When it comes to building muscle, protein gets all the attention. But what role do the other macronutrients, carbohydrates and fats play in building muscle? And what about vitamins and minerals? I was certainly surprised by what I found. Read on to find out!
A study in 2017 compared the effect of whole eggs versus egg whites in building muscle. While each got the same amount of protein from either the whole eggs or egg whites, the effect on building muscle was different. The whole eggs stimulated a greater muscle building effect than the egg whites.
Before we can explain this, let’s discuss the nutritional difference between the whole egg and egg whites. The egg yolk is the source of fats. Many people who are watching their weight, remove the egg yolk as a way of reducing calories. However, the egg yolk is also an important source of vitamins and minerals, such as iron, phosphorus, vitamin B12, and the fat soluble vitamins (A, D, E, K). When we remove the yolk, we also remove these important nutrients. From a nutrient perspective, whole eggs are a clear winner.
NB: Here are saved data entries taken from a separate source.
//! Offline durability queue.
//!
//! Fixed-capacity ring of readings that could not be delivered. Bounded
//! memory wins over completeness: under a sustained outage the oldest
//! parked reading is overwritten.

use std::collections::VecDeque;

use tracing::{debug, warn};

use crate::types::Reading;

/// One parked reading awaiting redelivery
#[derive(Debug, Clone)]
pub struct QueueSlot {
    pub reading: Reading,
    /// Cleared when a flush pass confirms delivery
    pub pending: bool,
}

#[derive(Debug)]
pub struct OfflineQueue {
    slots: VecDeque<QueueSlot>,
    capacity: usize,
}

impl OfflineQueue {
    pub fn new(capacity: usize) -> Self {
        Self {
            slots: VecDeque::with_capacity(capacity),
            capacity,
        }
    }

    /// Park a reading, overwriting the oldest when full
    pub fn enqueue(&mut self, reading: Reading) {
        if self.slots.len() == self.capacity {
            warn!("Offline queue full, dropping the oldest reading");
            self.slots.pop_front();
        }
        self.slots.push_back(QueueSlot {
            reading,
            pending: true,
        });
        debug!("Reading parked offline ({} queued)", self.slots.len());
    }

    pub fn len(&self) -> usize {
        self.slots.len()
    }

    pub fn is_empty(&self) -> bool {
        self.slots.is_empty()
    }

    /// In-order mutable walk; a flush pass marks delivered slots as it goes
    pub fn slots_mut(&mut self) -> impl Iterator<Item = &mut QueueSlot> {
        self.slots.iter_mut()
    }

    /// Drop the slots delivered during the last flush pass
    pub fn clear_delivered(&mut self) {
        self.slots.retain(|slot| slot.pending);
    }
}

#[cfg(test)]
mod tests {
    use super::*;
    use crate::types::MotionFrame;

    fn reading(heart_rate: f64) -> Reading {
        Reading::new(
            "vigil-test",
            heart_rate,
            97.0,
            &MotionFrame::default(),
            0.0,
            0.0,
        )
    }

    #[test]
    fn test_overwrites_oldest_when_full() {
        let mut queue = OfflineQueue::new(5);
        for hr in 0..7 {
            queue.enqueue(reading(60.0 + hr as f64));
        }

        assert_eq!(queue.len(), 5);
        let rates: Vec<f64> = queue.slots_mut().map(|s| s.reading.heart_rate).collect();
        assert_eq!(rates, vec![62.0, 63.0, 64.0, 65.0, 66.0], "oldest two dropped, order kept");
    }

    #[test]
    fn test_clear_drops_only_delivered_slots() {
        let mut queue = OfflineQueue::new(5);
        for hr in 0..3 {
            queue.enqueue(reading(60.0 + hr as f64));
        }

        // Middle slot delivered, neighbors still pending
        for (i, slot) in queue.slots_mut().enumerate() {
            if i == 1 {
                slot.pending = false;
            }
        }
        queue.clear_delivered();

        assert_eq!(queue.len(), 2);
        let rates: Vec<f64> = queue.slots_mut().map(|s| s.reading.heart_rate).collect();
        assert_eq!(rates, vec![60.0, 62.0]);
    }

    #[test]
    fn test_empty_queue_is_empty() {
        let mut queue = OfflineQueue::new(5);
        assert!(queue.is_empty());
        queue.enqueue(reading(70.0));
        assert!(!queue.is_empty());
    }
}
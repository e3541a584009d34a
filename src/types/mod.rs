//! Core data types for the Vigil monitor.

use serde::{Deserialize, Serialize};

/// Triaxial vector from an inertial sensor axis group
#[derive(Debug, Clone, Copy, PartialEq, Serialize, Deserialize, Default)]
pub struct Vector3 {
    pub x: f64,
    pub y: f64,
    pub z: f64,
}

impl Vector3 {
    pub fn new(x: f64, y: f64, z: f64) -> Self {
        Self { x, y, z }
    }

    pub fn magnitude(&self) -> f64 {
        (self.x.powi(2) + self.y.powi(2) + self.z.powi(2)).sqrt()
    }
}

/// One raw inertial sample: acceleration in m/s², angular rate in deg/s
#[derive(Debug, Clone, Copy, PartialEq, Default)]
pub struct MotionFrame {
    pub accel: Vector3,
    pub gyro: Vector3,
}

/// One vital-sign + motion sample, produced once per control-loop iteration.
///
/// Immutable once constructed. Heart rate and SpO2 are `0.0` when no valid
/// measurement exists (no sensor contact, insufficient samples). The struct
/// serializes directly into the ingestion payload.
#[derive(Debug, Clone, PartialEq, Serialize, Deserialize)]
pub struct Reading {
    pub device_id: String,
    /// Heart rate in BPM, 0.0 when unavailable
    pub heart_rate: f64,
    /// Oxygen saturation in percent, 0.0 when unavailable
    pub spo2: f64,
    pub accel_x: f64,
    pub accel_y: f64,
    pub accel_z: f64,
    pub gyro_x: f64,
    pub gyro_y: f64,
    pub gyro_z: f64,
    /// Unix timestamp in milliseconds
    pub timestamp: u64,
    /// Fixed deployment coordinates (the device carries no GNSS receiver)
    pub gps_lat: f64,
    pub gps_long: f64,
}

impl Reading {
    pub fn new(
        device_id: &str,
        heart_rate: f64,
        spo2: f64,
        frame: &MotionFrame,
        gps_lat: f64,
        gps_long: f64,
    ) -> Self {
        Self {
            device_id: device_id.to_string(),
            heart_rate,
            spo2,
            accel_x: frame.accel.x,
            accel_y: frame.accel.y,
            accel_z: frame.accel.z,
            gyro_x: frame.gyro.x,
            gyro_y: frame.gyro.y,
            gyro_z: frame.gyro.z,
            timestamp: current_time_ms(),
            gps_lat,
            gps_long,
        }
    }
}

/// Why a record is being uploaded. Determines the optional wire flags.
#[derive(Debug, Clone, Copy, PartialEq, Eq)]
pub enum UploadKind {
    /// Scheduled periodic upload
    Periodic,
    /// Immediate upload dispatched when escalation triggers
    Emergency { manual: bool },
    /// Replay of a previously failed upload from the offline queue
    Queued,
}

/// Wire envelope: the reading plus the optional escalation/retry flags.
///
/// Flags are added at serialization time only; the underlying `Reading`
/// is never mutated after construction.
#[derive(Debug, Serialize)]
pub struct UploadRecord<'a> {
    #[serde(flatten)]
    pub reading: &'a Reading,
    #[serde(skip_serializing_if = "Option::is_none")]
    pub emergency: Option<bool>,
    #[serde(skip_serializing_if = "Option::is_none")]
    pub manual_trigger: Option<bool>,
    #[serde(skip_serializing_if = "Option::is_none")]
    pub queued: Option<bool>,
}

impl<'a> UploadRecord<'a> {
    pub fn new(reading: &'a Reading, kind: UploadKind) -> Self {
        let (emergency, manual_trigger, queued) = match kind {
            UploadKind::Periodic => (None, None, None),
            UploadKind::Emergency { manual } => (Some(true), manual.then_some(true), None),
            UploadKind::Queued => (None, None, Some(true)),
        };
        Self {
            reading,
            emergency,
            manual_trigger,
            queued,
        }
    }
}

/// Textual operator command for bench testing (stdin or equivalent)
#[derive(Debug, Clone, Copy, PartialEq, Eq)]
pub enum OperatorCommand {
    /// Force an emergency escalation (equivalent to the long-press)
    Trigger,
    /// Re-arm the escalation state machine
    Reset,
    /// Log a one-line state summary
    Status,
}

impl OperatorCommand {
    pub fn parse(line: &str) -> Option<Self> {
        match line.trim().to_ascii_lowercase().as_str() {
            "trigger" => Some(Self::Trigger),
            "reset" => Some(Self::Reset),
            "status" => Some(Self::Status),
            _ => None,
        }
    }
}

/// Current Unix time in milliseconds
pub fn current_time_ms() -> u64 {
    chrono::Utc::now().timestamp_millis() as u64
}

#[cfg(test)]
mod tests {
    use super::*;

    #[test]
    fn test_magnitude() {
        let v = Vector3::new(3.0, 4.0, 0.0);
        assert!((v.magnitude() - 5.0).abs() < 1e-9);

        let rest = Vector3::new(0.0, 0.0, 9.8);
        assert!((rest.magnitude() - 9.8).abs() < 1e-9, "gravity-only magnitude");
    }

    fn sample_reading() -> Reading {
        let frame = MotionFrame {
            accel: Vector3::new(0.1, 0.2, 9.8),
            gyro: Vector3::new(1.0, 2.0, 3.0),
        };
        Reading::new("vigil-abc123", 72.0, 98.0, &frame, 6.4541, 3.3947)
    }

    #[test]
    fn test_reading_serializes_flat_axes() {
        let reading = sample_reading();
        let json = serde_json::to_value(&reading).unwrap();

        assert_eq!(json["device_id"], "vigil-abc123");
        assert_eq!(json["heart_rate"], 72.0);
        assert_eq!(json["accel_z"], 9.8);
        assert_eq!(json["gyro_y"], 2.0);
        assert!(json.get("accel").is_none(), "axes must be flat fields");
    }

    #[test]
    fn test_periodic_record_has_no_flags() {
        let reading = sample_reading();
        let record = UploadRecord::new(&reading, UploadKind::Periodic);
        let json = serde_json::to_value(&record).unwrap();

        assert!(json.get("emergency").is_none());
        assert!(json.get("manual_trigger").is_none());
        assert!(json.get("queued").is_none());
        assert_eq!(json["spo2"], 98.0, "flattened reading fields present");
    }

    #[test]
    fn test_emergency_record_flags() {
        let reading = sample_reading();

        let auto = UploadRecord::new(&reading, UploadKind::Emergency { manual: false });
        let json = serde_json::to_value(&auto).unwrap();
        assert_eq!(json["emergency"], true);
        assert!(json.get("manual_trigger").is_none(), "auto trigger is not manual");

        let manual = UploadRecord::new(&reading, UploadKind::Emergency { manual: true });
        let json = serde_json::to_value(&manual).unwrap();
        assert_eq!(json["emergency"], true);
        assert_eq!(json["manual_trigger"], true);
    }

    #[test]
    fn test_queued_record_flag() {
        let reading = sample_reading();
        let record = UploadRecord::new(&reading, UploadKind::Queued);
        let json = serde_json::to_value(&record).unwrap();

        assert_eq!(json["queued"], true);
        assert!(json.get("emergency").is_none());
    }

    #[test]
    fn test_operator_command_parse() {
        assert_eq!(OperatorCommand::parse("trigger"), Some(OperatorCommand::Trigger));
        assert_eq!(OperatorCommand::parse("  RESET \n"), Some(OperatorCommand::Reset));
        assert_eq!(OperatorCommand::parse("status"), Some(OperatorCommand::Status));
        assert_eq!(OperatorCommand::parse("bogus"), None);
    }
}
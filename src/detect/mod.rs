//! Anomaly detection over the latest vitals and motion data.
//!
//! Two independent detectors feed the escalation machine: a threshold
//! classifier over the vital signs, and the two-stage fall detector in
//! [`fall`].

pub mod fall;

use std::fmt;

use crate::vitals::VitalSigns;

/// Thresholds separating normal vitals from reportable ones
#[derive(Debug, Clone)]
pub struct ThresholdConfig {
    /// BPM above which the heart rate is critical
    pub high_heart_rate: f64,
    /// BPM below which the heart rate is critical
    pub low_heart_rate: f64,
    /// Percent below which SpO2 is critical
    pub low_spo2: f64,
}

impl Default for ThresholdConfig {
    fn default() -> Self {
        Self {
            high_heart_rate: 140.0,
            low_heart_rate: 40.0,
            low_spo2: 90.0,
        }
    }
}

/// A condition severe enough to hand to the escalation machine
#[derive(Debug, Clone, PartialEq)]
pub enum Anomaly {
    /// Vitals crossed a configured threshold
    CriticalVitals { heart_rate: f64, spo2: f64 },
    /// Impact followed by stillness
    FallConfirmed { impact_accel: f64, impact_gyro: f64 },
}

impl fmt::Display for Anomaly {
    fn fmt(&self, f: &mut fmt::Formatter<'_>) -> fmt::Result {
        match self {
            Anomaly::CriticalVitals { heart_rate, spo2 } => write!(
                f,
                "CRITICAL VITALS: HR={:.0} BPM, SpO2={:.0}%",
                heart_rate, spo2
            ),
            Anomaly::FallConfirmed {
                impact_accel,
                impact_gyro,
            } => write!(
                f,
                "FALL DETECTED: impact {:.1} m/s^2, rotation {:.1} deg/s",
                impact_accel, impact_gyro
            ),
        }
    }
}

/// Threshold classifier, gated on sensor contact and a warm beat ring.
/// A thin ring means the reported rate is not yet trustworthy enough to
/// alarm on.
#[derive(Debug)]
pub struct VitalsClassifier {
    config: ThresholdConfig,
    min_valid_beats: usize,
}

impl VitalsClassifier {
    pub fn new(config: ThresholdConfig, min_valid_beats: usize) -> Self {
        Self {
            config,
            min_valid_beats,
        }
    }

    /// Evaluate the latest vitals. SpO2 of 0.0 means no reading yet and is
    /// never treated as hypoxia.
    pub fn evaluate(
        &self,
        signs: &VitalSigns,
        contact: bool,
        valid_beats: usize,
    ) -> Option<Anomaly> {
        if !contact || valid_beats < self.min_valid_beats {
            return None;
        }

        let rate_critical = signs.heart_rate > self.config.high_heart_rate
            || signs.heart_rate < self.config.low_heart_rate;
        let spo2_critical = signs.spo2 > 0.0 && signs.spo2 < self.config.low_spo2;

        if rate_critical || spo2_critical {
            return Some(Anomaly::CriticalVitals {
                heart_rate: signs.heart_rate,
                spo2: signs.spo2,
            });
        }
        None
    }
}

#[cfg(test)]
mod tests {
    use super::*;

    fn classifier() -> VitalsClassifier {
        VitalsClassifier::new(ThresholdConfig::default(), 4)
    }

    #[test]
    fn test_high_rate_crosses_threshold() {
        let signs = VitalSigns {
            heart_rate: 155.0,
            spo2: 96.0,
        };
        let anomaly = classifier().evaluate(&signs, true, 6);
        match anomaly {
            Some(Anomaly::CriticalVitals { heart_rate, spo2 }) => {
                assert_eq!(heart_rate, 155.0);
                assert_eq!(spo2, 96.0);
            }
            other => panic!("expected critical vitals, got {:?}", other),
        }
    }

    #[test]
    fn test_low_spo2_crosses_threshold() {
        let signs = VitalSigns {
            heart_rate: 72.0,
            spo2: 85.0,
        };
        assert!(classifier().evaluate(&signs, true, 6).is_some());
    }

    #[test]
    fn test_missing_spo2_is_not_hypoxia() {
        let signs = VitalSigns {
            heart_rate: 72.0,
            spo2: 0.0,
        };
        assert!(classifier().evaluate(&signs, true, 6).is_none());
    }

    #[test]
    fn test_normal_vitals_pass() {
        let signs = VitalSigns {
            heart_rate: 72.0,
            spo2: 97.0,
        };
        assert!(classifier().evaluate(&signs, true, 6).is_none());
    }

    #[test]
    fn test_gated_without_contact_or_warm_ring() {
        let signs = VitalSigns {
            heart_rate: 155.0,
            spo2: 96.0,
        };
        assert!(
            classifier().evaluate(&signs, false, 6).is_none(),
            "no contact, no alarm"
        );
        assert!(
            classifier().evaluate(&signs, true, 3).is_none(),
            "thin ring, no alarm"
        );
    }

    #[test]
    fn test_display_carries_the_numbers() {
        let text = Anomaly::CriticalVitals {
            heart_rate: 155.0,
            spo2: 96.0,
        }
        .to_string();
        assert!(text.contains("CRITICAL VITALS"));
        assert!(text.contains("155"));

        let text = Anomaly::FallConfirmed {
            impact_accel: 31.2,
            impact_gyro: 250.0,
        }
        .to_string();
        assert!(text.contains("FALL DETECTED"));
        assert!(text.contains("31.2"));
    }
}
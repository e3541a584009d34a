//! Motion sampling.
//!
//! Thin layer over the inertial sensor: one frame per loop iteration with
//! the two magnitudes the detectors key on precomputed. A failed read
//! degrades to a zero snapshot rather than stalling the loop.

use tracing::warn;

use crate::hal::MotionSensor;
use crate::types::MotionFrame;

/// One inertial frame with its derived magnitudes
#[derive(Debug, Clone, Copy, PartialEq, Default)]
pub struct MotionSnapshot {
    pub frame: MotionFrame,
    /// Acceleration vector magnitude in m/s^2
    pub accel_magnitude: f64,
    /// Angular velocity vector magnitude in deg/s
    pub gyro_magnitude: f64,
}

impl MotionSnapshot {
    pub fn from_frame(frame: MotionFrame) -> Self {
        Self {
            accel_magnitude: frame.accel.magnitude(),
            gyro_magnitude: frame.gyro.magnitude(),
            frame,
        }
    }
}

/// Read the next inertial frame, zeroed when the sensor fails
pub fn sample(sensor: &mut impl MotionSensor) -> MotionSnapshot {
    match sensor.read() {
        Ok(frame) => MotionSnapshot::from_frame(frame),
        Err(e) => {
            warn!("Motion sensor read failed: {}", e);
            MotionSnapshot::default()
        }
    }
}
More than just the amino acids from protein play a role in building muscle. Research suggests that vitamins and minerals, such as the fat-soluble vitamins, zinc and selenium, also play an important role in the muscle building pathway. Additionally, fats such as the saturated fatty acid palmitate and the omega-3 fatty acids play a role in building muscle. Clearly, protein is only one factor when it comes to building muscle.
What is the take home message from this information? Whole food sources of protein are superior for building muscle. While protein powders and supplements may be convenient, they don’t provide the same vitamins, minerals and fatty acids that can be obtained from whole foods. When deciding on your post-workout recovery meal or snack, don’t focus only on protein content, but also nutrient content. Aim for foods that are rich in both protein and nutrients.